Having solr cloud do the indexing instead of having map-reduce do the
indexing causes substantial write amplification.
The issue is that cores are replicated in solr cloud. To keep the cores in
sync, all of the replicas index the same documents leading to
amplification. Further amplification occurs when all of the logs get a
copy of the document as well.
Indexing in map-reduce provides considerably higher latency, but it drops
the write amplification dramatically because only one copy of the index
needs to be created. For MapR, this index is created directly in the dfs,
in vanilla Hadoop you would typically create the index in local disk and
copy to HDFS. The major expense, however, is the indexing which is nice to
do only once. Reduce-side indexing has the advantage that your indexing
bandwidth naturally increases with your increasing cluster size.
Deployment of indexes can be done by copying from HDFS, or directly
deploying using NFS from MapR. Either way, all of the shard replicas
appear under the live SolR. Obviously, if you copy from HDFS, you have
some issues with making sure that things appear correctly. One way to deal
with this is to double the copy steps by copying from HDFS and then using a
differential copy to leave files as unchanged as possible. You want to do
that to allow as much of the memory image to stay live as possible. With
NFS and transactional updates, that isn't an issue, of course.
On the extreme side, you can host all of the searchers on NFS hosted index
shards. You can have one Solr instance devoted to indexing each shard.
This will cause the shards to update and each Solr index will detect these
changes after a few seconds. This gives near real-time search with high
isolation between indexing and search loads.
On Wed, Oct 10, 2012 at 10:38 PM, JAY <[EMAIL PROTECTED]> wrote:
> How can you store Solr shards in hadoop? Is each data node running a Solr
> server? If so - is the reducer doing a trick to write to a local fs?
> Sent from my iPad
> On Oct 11, 2012, at 12:04 AM, "M. C. Srivas" <[EMAIL PROTECTED]> wrote:
> Interestingly, a few MapR customers have gone the other way, deliberately
> having the indexer put the Solr shards directly into MapR and letting it
> distribute it.
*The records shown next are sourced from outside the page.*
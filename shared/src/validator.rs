//! Boundary between untrusted model text and the typed analysis record.
//!
//! Structural problems (no JSON object, a required field absent) are errors.
//! Everything else is repaired: out-of-catalog categories become
//! [`UNKNOWN_ISSUE`](crate::catalog::UNKNOWN_ISSUE), off-scale severities become
//! [`Severity::default`], and confidence is clamped into `[0.0, 1.0]`. Each
//! repair is logged and reported as a [`Diagnostic`].
//!
//! Category membership is not strictly literal: a label that misses the
//! catalog exactly is retried trimmed and ASCII case-insensitively, so
//! `"POTHOLE "` resolves to `pothole` without a diagnostic. Severities get the
//! same treatment through [`Severity::parse_lenient`].

use std::collections::BTreeSet;

use serde_json::{Map, Value};
use tracing::{debug, warn};

use crate::catalog::IssueCategory;
use crate::error::ResponseError;
use crate::json_relaxed::parse_json_relaxed;
use crate::severity::Severity;

/// Checked in this order; the first absent one is reported.
pub const REQUIRED_FIELDS: [&str; 4] = ["issue_type", "severity", "confidence", "description"];

#[derive(Debug, Clone, PartialEq)]
pub enum Diagnostic {
    UnknownCategory(String),
    UnknownSeverity(String),
    ConfidenceClamped(f64),
    ConfidenceNotNumeric(String),
    DescriptionNotText,
}

#[derive(Debug, Clone, PartialEq)]
pub struct NormalizedResponse {
    pub issue_type: IssueCategory,
    pub severity: Severity,
    pub confidence: f64,
    /// May be empty; enrichment fills in a fallback.
    pub description: String,
    pub diagnostics: Vec<Diagnostic>,
}

/// Parse and normalize raw model output.
///
/// `valid_categories` is the catalog's key set; `valid_severities` the scale
/// in effect. Once the four required fields are present this never fails.
pub fn validate_response(
    raw: &str,
    valid_categories: &BTreeSet<IssueCategory>,
    valid_severities: &[Severity],
) -> Result<NormalizedResponse, ResponseError> {
    debug!(
        "model answer = {}",
        raw.chars().take(512).collect::<String>()
    );
    let value = parse_json_relaxed(raw).map_err(ResponseError::Malformed)?;
    let Value::Object(obj) = value else {
        return Err(ResponseError::Malformed("expected a JSON object".into()));
    };

    if let Some(missing) = REQUIRED_FIELDS.iter().find(|k| !obj.contains_key(**k)) {
        return Err(ResponseError::MissingField(*missing));
    }

    let mut diagnostics = Vec::new();
    let issue_type = normalize_category(&obj, valid_categories, &mut diagnostics);
    let severity = normalize_severity(&obj, valid_severities, &mut diagnostics);
    let confidence = normalize_confidence(&obj, &mut diagnostics);
    let description = match &obj["description"] {
        Value::String(s) => s.trim().to_string(),
        Value::Null => String::new(),
        _ => {
            warn!("model returned a non-text 'description'");
            diagnostics.push(Diagnostic::DescriptionNotText);
            String::new()
        }
    };

    Ok(NormalizedResponse {
        issue_type,
        severity,
        confidence,
        description,
        diagnostics,
    })
}

fn normalize_category(
    obj: &Map<String, Value>,
    valid: &BTreeSet<IssueCategory>,
    diagnostics: &mut Vec<Diagnostic>,
) -> IssueCategory {
    let raw = text_of(&obj["issue_type"]);
    let wanted = raw.trim();
    let found = valid
        .iter()
        .find(|c| c.as_str() == raw)
        .or_else(|| valid.iter().find(|c| c.as_str().eq_ignore_ascii_case(wanted)));
    match found {
        Some(category) => category.clone(),
        None => {
            let unknown = IssueCategory::unknown();
            if raw != unknown.as_str() {
                warn!(label = %raw, "AI returned an unexpected 'issue_type' label");
                diagnostics.push(Diagnostic::UnknownCategory(raw));
            }
            unknown
        }
    }
}

fn normalize_severity(
    obj: &Map<String, Value>,
    valid: &[Severity],
    diagnostics: &mut Vec<Diagnostic>,
) -> Severity {
    let raw = text_of(&obj["severity"]);
    match Severity::parse_lenient(&raw).filter(|s| valid.contains(s)) {
        Some(severity) => severity,
        None => {
            let fallback = Severity::default();
            warn!(label = %raw, %fallback, "AI returned an unexpected 'severity' label");
            diagnostics.push(Diagnostic::UnknownSeverity(raw));
            fallback
        }
    }
}

fn normalize_confidence(obj: &Map<String, Value>, diagnostics: &mut Vec<Diagnostic>) -> f64 {
    let value = &obj["confidence"];
    // numbers beyond f64 range come through as +/-inf and get clamped
    let parsed = match value {
        Value::Number(n) => n.as_f64().or_else(|| n.to_string().parse::<f64>().ok()),
        _ => None,
    };
    let Some(c) = parsed.filter(|c| !c.is_nan()) else {
        warn!(confidence = %value, "AI returned a non-numeric 'confidence'");
        diagnostics.push(Diagnostic::ConfidenceNotNumeric(value.to_string()));
        return 0.0;
    };
    if (0.0..=1.0).contains(&c) {
        c
    } else {
        let clamped = c.clamp(0.0, 1.0);
        warn!(confidence = c, clamped, "confidence out of range");
        diagnostics.push(Diagnostic::ConfidenceClamped(c));
        clamped
    }
}

/// String content of a JSON value; non-strings use their JSON rendering so
/// they still show up in diagnostics.
fn text_of(v: &Value) -> String {
    match v {
        Value::String(s) => s.clone(),
        other => other.to_string(),
    }
}

#[cfg(test)]
mod tests {
    use super::*;
    use crate::catalog::CategoryCatalog;

    fn categories() -> BTreeSet<IssueCategory> {
        CategoryCatalog::from_json_str(
            r#"{"pothole": {"department": "Roads", "responsible": "Engineer"},
                "waste_dump": {"department": "Sanitation", "responsible": "Inspector"}}"#,
            "test",
        )
        .unwrap()
        .valid_categories()
    }

    fn check(raw: &str) -> Result<NormalizedResponse, ResponseError> {
        validate_response(raw, &categories(), &Severity::all())
    }

    #[test]
    fn fenced_valid_answer() {
        let raw = "```json\n{\"issue_type\":\"pothole\",\"severity\":\"high\",\"confidence\":0.92,\"description\":\"Large pothole on main road.\"}\n```";
        let n = check(raw).unwrap();
        assert_eq!(n.issue_type.as_str(), "pothole");
        assert_eq!(n.severity, Severity::High);
        assert_eq!(n.confidence, 0.92);
        assert_eq!(n.description, "Large pothole on main road.");
        assert!(n.diagnostics.is_empty());
    }

    #[test]
    fn out_of_catalog_category_becomes_unknown() {
        let n = check(r#"{"issue_type":"spaceship_crash","severity":"low","confidence":0.5,"description":"..."}"#).unwrap();
        assert!(n.issue_type.is_unknown());
        assert_eq!(n.diagnostics, vec![Diagnostic::UnknownCategory("spaceship_crash".into())]);
    }

    #[test]
    fn explicit_unknown_is_not_a_diagnostic() {
        let n = check(r#"{"issue_type":"unknown_issue","severity":"none","confidence":0.1,"description":"Nothing."}"#).unwrap();
        assert!(n.issue_type.is_unknown());
        assert!(n.diagnostics.is_empty());
    }

    #[test]
    fn non_string_category_becomes_unknown() {
        let n = check(r#"{"issue_type":42,"severity":"low","confidence":0.5,"description":"x"}"#).unwrap();
        assert!(n.issue_type.is_unknown());
    }

    #[test]
    fn category_case_is_ignored() {
        let n = check(r#"{"issue_type":"Waste_Dump ","severity":"low","confidence":0.5,"description":"x"}"#).unwrap();
        assert_eq!(n.issue_type.as_str(), "waste_dump");
    }

    #[test]
    fn unknown_severity_defaults_to_medium() {
        let n = check(r#"{"issue_type":"pothole","severity":"catastrophic","confidence":0.5,"description":"x"}"#).unwrap();
        assert_eq!(n.severity, Severity::Medium);
        assert_eq!(n.diagnostics, vec![Diagnostic::UnknownSeverity("catastrophic".into())]);
    }

    #[test]
    fn severity_outside_supplied_scale_is_normalized() {
        let n = validate_response(
            r#"{"issue_type":"pothole","severity":"none","confidence":0.5,"description":"x"}"#,
            &categories(),
            &[Severity::High, Severity::Medium, Severity::Low],
        )
        .unwrap();
        assert_eq!(n.severity, Severity::Medium);
    }

    #[test]
    fn confidence_is_clamped() {
        for (given, expected) in [(1.7, 1.0), (-0.3, 0.0), (0.0, 0.0), (1.0, 1.0), (0.42, 0.42)] {
            let raw = format!(
                r#"{{"issue_type":"pothole","severity":"low","confidence":{given},"description":"x"}}"#
            );
            assert_eq!(check(&raw).unwrap().confidence, expected, "given {given}");
        }
    }

    #[test]
    fn confidence_beyond_f64_range_is_clamped() {
        let n = check(r#"{"issue_type":"pothole","severity":"high","confidence":1e400,"description":"x"}"#).unwrap();
        assert_eq!(n.confidence, 1.0);
        assert_eq!(n.diagnostics, vec![Diagnostic::ConfidenceClamped(f64::INFINITY)]);

        let n = check(r#"{"issue_type":"pothole","severity":"high","confidence":-1e400,"description":"x"}"#).unwrap();
        assert_eq!(n.confidence, 0.0);
        assert_eq!(n.diagnostics, vec![Diagnostic::ConfidenceClamped(f64::NEG_INFINITY)]);
    }

    #[test]
    fn non_numeric_confidence_is_zero() {
        let n = check(r#"{"issue_type":"pothole","severity":"low","confidence":"very","description":"x"}"#).unwrap();
        assert_eq!(n.confidence, 0.0);
        assert!(matches!(n.diagnostics[..], [Diagnostic::ConfidenceNotNumeric(_)]));
    }

    #[test]
    fn missing_fields_are_reported_in_order() {
        assert_eq!(
            check(r#"{"issue_type":"pothole","severity":"high"}"#),
            Err(ResponseError::MissingField("confidence"))
        );
        assert_eq!(
            check(r#"{"severity":"high","confidence":0.3}"#),
            Err(ResponseError::MissingField("issue_type"))
        );
        assert_eq!(
            check(r#"{"issue_type":"pothole","confidence":0.3,"description":"x"}"#),
            Err(ResponseError::MissingField("severity"))
        );
        assert_eq!(
            check(r#"{"issue_type":"pothole","severity":"high","confidence":0.3}"#),
            Err(ResponseError::MissingField("description"))
        );
    }

    #[test]
    fn category_match_ignores_case_and_padding() {
        let n = check(r#"{"issue_type":"POTHOLE","severity":"HIGH","confidence":0.5,"description":"x"}"#).unwrap();
        assert_eq!(n.issue_type.as_str(), "pothole");
        assert_eq!(n.severity, Severity::High);
        assert!(n.diagnostics.is_empty());
    }

    #[test]
    fn malformed_answers() {
        assert!(matches!(check("not json at all"), Err(ResponseError::Malformed(_))));
        assert!(matches!(check("[1, 2, 3]"), Err(ResponseError::Malformed(_))));
        assert!(matches!(check("\"pothole\""), Err(ResponseError::Malformed(_))));
    }
}
//! # Value-Added Pipeline
//!
//! Runs the four stages in order over one table:
//!
//! ```text
//! assemble -> split -> fit encoder on train rows -> encode all rows
//!          -> fit and validate -> score and rank all rows
//! ```
//!
//! All intermediate state lives in `run_value_added`'s frame; nothing is
//! cached between runs.

use crate::assemble::{DropReport, assemble};
use crate::config::RunConfig;
use crate::encode::{EncodingError, FeatureEncoder};
use crate::ensemble::{FeatureImportance, FittedEnsemble};
use crate::error::ValueAddedError;
use crate::fit::fit_with_split;
use crate::metrics::Metrics;
use crate::rank::{Ranking, score_and_rank};
use crate::split::TrainTestSplit;
use crate::types::CovariateValue;
use polars::prelude::DataFrame;
use std::collections::HashMap;

/// The fitted ensemble together with the encoder that produced its inputs.
#[derive(Debug, Clone, PartialEq)]
pub struct FittedModel {
    pub encoder: FeatureEncoder,
    pub ensemble: FittedEnsemble,
}

impl FittedModel {
    /// Expected score for one covariate profile given by name.
    pub fn predict_profile(
        &self,
        profile: &HashMap<String, CovariateValue>,
    ) -> Result<f64, EncodingError> {
        let row = self.encoder.encode_profile(profile)?;
        Ok(self.ensemble.predict_row(row.view()))
    }
}

#[derive(Debug, Clone)]
pub struct ValueAddedReport {
    pub metrics: Metrics,
    pub importance: Vec<FeatureImportance>,
    pub ranking: Ranking,
    pub dropped: DropReport,
    /// Cells mapped to an unknown code under `UnseenCategoryPolicy::UnknownBucket`.
    pub unseen_categories: usize,
    pub model: FittedModel,
}

pub fn run_value_added(
    table: &DataFrame,
    config: &RunConfig,
) -> Result<ValueAddedReport, ValueAddedError> {
    config.validate()?;

    let assembled = assemble(table, &config.selection(), config.min_rows)?;
    let observations = assembled.observations;

    let split = TrainTestSplit::new(observations.len(), config.test_fraction, config.random_seed)?;
    let encoder = FeatureEncoder::fit(&observations.subset(&split.train), config.unseen_category);
    let features = encoder.encode(&observations)?;
    let targets = observations.targets();

    let (ensemble, metrics) = fit_with_split(
        &features,
        targets.view(),
        &split,
        config.random_seed,
        &config.model,
    )?;

    let importance = ensemble.feature_importance();
    if let Some(first) = importance.first() {
        log::info!(
            "Most important covariate: '{}' ({:.3})",
            first.covariate,
            first.importance
        );
    }

    let ranking = score_and_rank(&ensemble, &features, &observations, &config.ranking_options())?;

    Ok(ValueAddedReport {
        metrics,
        importance,
        ranking,
        dropped: assembled.dropped,
        unseen_categories: features.unseen,
        model: FittedModel { encoder, ensemble },
    })
}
Has made index-management a cinch.
> Otherwise they do run into what Tim alludes to.
> On Wed, Oct 10, 2012 at 7:27 PM, Tim Williams < <[EMAIL PROTECTED]>
> [EMAIL PROTECTED]> wrote:
>> On Wed, Oct 10, 2012 at 10:15 PM, Lance Norskog < <[EMAIL PROTECTED]>
>> [EMAIL PROTECTED]> wrote:
>> > In the LucidWorks Big Data product, we handle this with a reducer that
>> sends documents to a SolrCloud cluster. This way the index files are not
>> managed by Hadoop.
>> Hi Lance,
>> I'm curious if you've gotten that to work with a decent-sized (e.g. >
>> 250 node) cluster? Even a trivial cluster seems to crush SolrCloud
>> from a few months ago at least...
>> > ----- Original Message -----
>> > | From: "Ted Dunning" < <[EMAIL PROTECTED]>[EMAIL PROTECTED]>
>> > | To: <[EMAIL PROTECTED]>[EMAIL PROTECTED]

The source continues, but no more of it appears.